NPO Working Group representative Nicole Copley told MPs that the department is not the appropriate entity to operate the NPO directorate for the registration of NPOs. “Those who support this registration under the NPO directorate are vastly underestimating the extent of intervention, improvement, overhaul, staffing, training, systems transplant, funding and time that will be required to get things up to speed in that department.”
In response Business Day queries, Copley said the NPO register now maintained by the department is 10 years out of date, and noncompliant NPOs are not deregistered as they should have been. “NPO registration is losing credibility with donors,” she said. Registration was merely a tick-box exercise with “no interrogation of the information sent, and no meaningful and useful capture of data”.

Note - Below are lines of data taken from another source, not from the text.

//! Glacier inventory loading and spatial indexing.

use geo::{BoundingRect, Centroid, GeodesicArea, MultiPolygon, Point, Rect};
use rstar::{RTree, RTreeObject, AABB};
use serde_json::{Map, Value as JsonValue};
use std::fs;
use std::path::Path;

use glof_core::error::{GlofError, Result};
use glof_core::models::GlacierPolygon;

use crate::spatial::{metres_to_lat_degrees, metres_to_lon_degrees};

const ID_KEYS: [&str; 4] = ["glac_id", "id", "RGIId", "rgi_id"];
const ELEVATION_KEYS: [&str; 4] = ["elevation_m", "elev_m", "zmed", "Zmed"];

/// Envelope entry pointing back into the glacier list
#[derive(Debug, Clone, PartialEq)]
struct IndexedGlacier {
    index: usize,
    envelope: AABB<[f64; 2]>,
}

impl RTreeObject for IndexedGlacier {
    type Envelope = AABB<[f64; 2]>;

    fn envelope(&self) -> Self::Envelope {
        self.envelope
    }
}

fn rect_to_aabb(rect: Rect<f64>) -> AABB<[f64; 2]> {
    AABB::from_corners([rect.min().x, rect.min().y], [rect.max().x, rect.max().y])
}

/// Read-only glacier inventory with an R-tree over glacier envelopes
#[derive(Debug)]
pub struct GlacierIndex {
    glaciers: Vec<GlacierPolygon>,
    centroids: Vec<Option<Point<f64>>>,
    tree: RTree<IndexedGlacier>,
}

impl GlacierIndex {
    pub fn new(glaciers: Vec<GlacierPolygon>) -> Self {
        let entries: Vec<IndexedGlacier> = glaciers
            .iter()
            .enumerate()
            .filter_map(|(index, glacier)| {
                let rect = glacier.geometry.bounding_rect()?;
                Some(IndexedGlacier { index, envelope: rect_to_aabb(rect) })
            })
            .collect();
        let centroids = glaciers.iter().map(|g| g.geometry.centroid()).collect();

        Self { glaciers, centroids, tree: RTree::bulk_load(entries) }
    }

    pub fn len(&self) -> usize {
        self.glaciers.len()
    }

    pub fn is_empty(&self) -> bool {
        self.glaciers.is_empty()
    }

    pub fn get(&self, index: usize) -> &GlacierPolygon {
        &self.glaciers[index]
    }

    pub fn centroid(&self, index: usize) -> Option<Point<f64>> {
        self.centroids[index]
    }

    pub fn glaciers(&self) -> &[GlacierPolygon] {
        &self.glaciers
    }

    /// Glaciers whose envelope intersects `rect`
    pub fn candidates_in(&self, rect: Rect<f64>) -> Vec<usize> {
        let mut found: Vec<usize> = self
            .tree
            .locate_in_envelope_intersecting(&rect_to_aabb(rect))
            .map(|entry| entry.index)
            .collect();
        found.sort_unstable();
        found
    }

    /// Glaciers whose envelope comes within `radius_m` of `rect`
    pub fn candidates_near(&self, rect: Rect<f64>, radius_m: f64) -> Vec<usize> {
        let dlat = metres_to_lat_degrees(radius_m);
        let max_abs_lat = rect.min().y.abs().max(rect.max().y.abs());
        let dlon = metres_to_lon_degrees(radius_m, max_abs_lat);
        let expanded = Rect::new(
            geo::coord! { x: rect.min().x - dlon, y: rect.min().y - dlat },
            geo::coord! { x: rect.max().x + dlon, y: rect.max().y + dlat },
        );
        self.candidates_in(expanded)
    }
}

fn property_string(properties: &Map<String, JsonValue>, keys: &[&str]) -> Option<String> {
    keys.iter().find_map(|key| match properties.get(*key)? {
        JsonValue::String(s) if !s.trim().is_empty() => Some(s.trim().to_string()),
        JsonValue::Number(n) => Some(n.to_string()),
        _ => None,
    })
}

fn property_f64(properties: &Map<String, JsonValue>, keys: &[&str]) -> Option<f64> {
    keys.iter().find_map(|key| match properties.get(*key)? {
        JsonValue::Number(n) => n.as_f64(),
        JsonValue::String(s) => s.trim().parse().ok(),
        _ => None,
    })
    .filter(|v: &f64| v.is_finite())
}

/// Read a glacier inventory from a GeoJSON feature collection.
///
/// Accepts Polygon and MultiPolygon features in WGS84. Recognised properties:
/// an identifier (`glac_id`, `id`, `RGIId`), `area_ha` or `area_km2`, and an
/// elevation (`elevation_m`, `elev_m`, `zmed`). Area falls back to the
/// geodesic area of the outline.
pub fn read_glacier_inventory<P: AsRef<Path>>(path: P) -> Result<Vec<GlacierPolygon>> {
    let path = path.as_ref();
    let inventory_err = |reason: String| GlofError::Inventory { path: path.to_path_buf(), reason };

    let content = fs::read_to_string(path)?;
    let geojson: geojson::GeoJson =
        content.parse().map_err(|e| inventory_err(format!("failed to parse GeoJSON: {}", e)))?;

    let features = match geojson {
        geojson::GeoJson::FeatureCollection(fc) => fc.features,
        geojson::GeoJson::Feature(feature) => vec![feature],
        geojson::GeoJson::Geometry(_) => {
            return Err(inventory_err("expected a Feature or FeatureCollection".to_string()))
        }
    };

    let mut glaciers = Vec::with_capacity(features.len());
    for (position, feature) in features.into_iter().enumerate() {
        let properties = feature.properties.clone().unwrap_or_default();
        let id = property_string(&properties, &ID_KEYS)
            .or_else(|| feature.id.as_ref().map(|id| match id {
                geojson::feature::Id::String(s) => s.clone(),
                geojson::feature::Id::Number(n) => n.to_string(),
            }))
            .unwrap_or_else(|| format!("glacier-{}", position));

        let Some(geometry) = feature.geometry else {
            tracing::warn!(glacier = %id, "Skipping glacier without geometry");
            continue;
        };
        let geometry = geo::Geometry::<f64>::try_from(geometry)
            .map_err(|e| inventory_err(format!("glacier {}: {}", id, e)))?;
        let outline = match geometry {
            geo::Geometry::Polygon(polygon) => MultiPolygon::new(vec![polygon]),
            geo::Geometry::MultiPolygon(multi) => multi,
            other => {
                return Err(GlofError::InvalidGeometry {
                    feature_id: id,
                    reason: format!("expected a polygon outline, got {:?}", geometry_kind(&other)),
                })
            }
        };

        let area_ha = property_f64(&properties, &["area_ha"])
            .or_else(|| property_f64(&properties, &["area_km2", "Area"]).map(|km2| km2 * 100.0))
            .unwrap_or_else(|| outline.geodesic_area_unsigned() / 10_000.0);

        glaciers.push(GlacierPolygon {
            id,
            geometry: outline,
            area_ha,
            elevation_m: property_f64(&properties, &ELEVATION_KEYS),
        });
    }

    tracing::info!(path = %path.display(), glaciers = glaciers.len(), "Loaded glacier inventory");
    Ok(glaciers)
}

fn geometry_kind(geometry: &geo::Geometry<f64>) -> &'static str {
    match geometry {
        geo::Geometry::Point(_) => "Point",
        geo::Geometry::Line(_) => "Line",
        geo::Geometry::LineString(_) => "LineString",
        geo::Geometry::Polygon(_) => "Polygon",
        geo::Geometry::MultiPoint(_) => "MultiPoint",
        geo::Geometry::MultiLineString(_) => "MultiLineString",
        geo::Geometry::MultiPolygon(_) => "MultiPolygon",
        geo::Geometry::GeometryCollection(_) => "GeometryCollection",
        geo::Geometry::Rect(_) => "Rect",
        geo::Geometry::Triangle(_) => "Triangle",
    }
}

#[cfg(test)]
mod tests {
    use super::*;
    use geo::coord;
    use tempfile::TempDir;

    fn square(west: f64, south: f64, size: f64) -> MultiPolygon<f64> {
        MultiPolygon::new(vec![Rect::new(
            coord! { x: west, y: south },
            coord! { x: west + size, y: south + size },
        )
        .to_polygon()])
    }

    fn glacier(id: &str, west: f64, south: f64) -> GlacierPolygon {
        GlacierPolygon {
            id: id.to_string(),
            geometry: square(west, south, 0.01),
            area_ha: 100.0,
            elevation_m: Some(5500.0),
        }
    }

    #[test]
    fn test_candidates_by_envelope() {
        let index = GlacierIndex::new(vec![
            glacier("g1", 86.00, 28.00),
            glacier("g2", 86.10, 28.00),
            glacier("g3", 87.00, 28.00),
        ]);
        let lake = Rect::new(coord! { x: 86.005, y: 28.005 }, coord! { x: 86.02, y: 28.02 });

        assert_eq!(index.candidates_in(lake), vec![0]);
        // ~10 km reaches g2 (0.08 degrees east) but not g3
        assert_eq!(index.candidates_near(lake, 10_000.0), vec![0, 1]);
        assert_eq!(index.len(), 3);
    }

    #[test]
    fn test_read_inventory() {
        let dir = TempDir::new().unwrap();
        let path = dir.path().join("glaciers.geojson");
        std::fs::write(
            &path,
            r#"{
              "type": "FeatureCollection",
              "features": [
                {
                  "type": "Feature",
                  "properties": {"glac_id": "G086000E28000N", "area_km2": 1.5, "zmed": 5600},
                  "geometry": {"type": "Polygon", "coordinates": [[[86.0,28.0],[86.01,28.0],[86.01,28.01],[86.0,28.01],[86.0,28.0]]]}
                },
                {
                  "type": "Feature",
                  "properties": {},
                  "geometry": {"type": "MultiPolygon", "coordinates": [[[[86.1,28.0],[86.11,28.0],[86.11,28.01],[86.1,28.0]]]]}
                }
              ]
            }"#,
        )
        .unwrap();

        let glaciers = read_glacier_inventory(&path).unwrap();
        assert_eq!(glaciers.len(), 2);
        assert_eq!(glaciers[0].id, "G086000E28000N");
        assert!((glaciers[0].area_ha - 150.0).abs() < 1e-9);
        assert_eq!(glaciers[0].elevation_m, Some(5600.0));
        assert_eq!(glaciers[1].id, "glacier-1");
        assert!(glaciers[1].area_ha > 0.0);
        assert_eq!(glaciers[1].elevation_m, None);
    }

    #[test]
    fn test_point_glacier_rejected() {
        let dir = TempDir::new().unwrap();
        let path = dir.path().join("glaciers.geojson");
        std::fs::write(
            &path,
            r#"{"type": "FeatureCollection", "features": [
                {"type": "Feature", "properties": {"id": "p"}, "geometry": {"type": "Point", "coordinates": [86.0, 28.0]}}
            ]}"#,
        )
        .unwrap();

        assert!(matches!(
            read_glacier_inventory(&path),
            Err(GlofError::InvalidGeometry { .. })
        ));
    }
}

Copley said the NPO directorate’s online system is unreliable and delays in getting a certificate could be as long as a year. She said processing of NPO applications is also not always smooth sailing. Many applications are rejected initially for no good reason. “We suspect that the level of attention or expertise in the people evaluating these applications is not what it should be,” she said.
Religious organisations
Treasury director of fiscal and intergovernmental legislation Jeannine Bednar-Giyose said further consideration will be given to the role of the department in the proposals.
Freedom of Religion SA’s Daniela Ellerbeck objected to the scope of the revised requirement for NPO registration, saying it would affect thousands of religious organisations, many of which support religious organisations, missionaries and humanitarian efforts in other countries. She said the revised registration requirement is too wide.
According to a presentation by Financial Intelligence Centre (FIC) executive manager Pieter Smit, there have been instances of religious NPOs being used to raise money in SA and diverting it to overseas entities where there were suspicions of terrorist activities. Excluding religious organisations from the ambit of the bill would defeat its purpose, he said.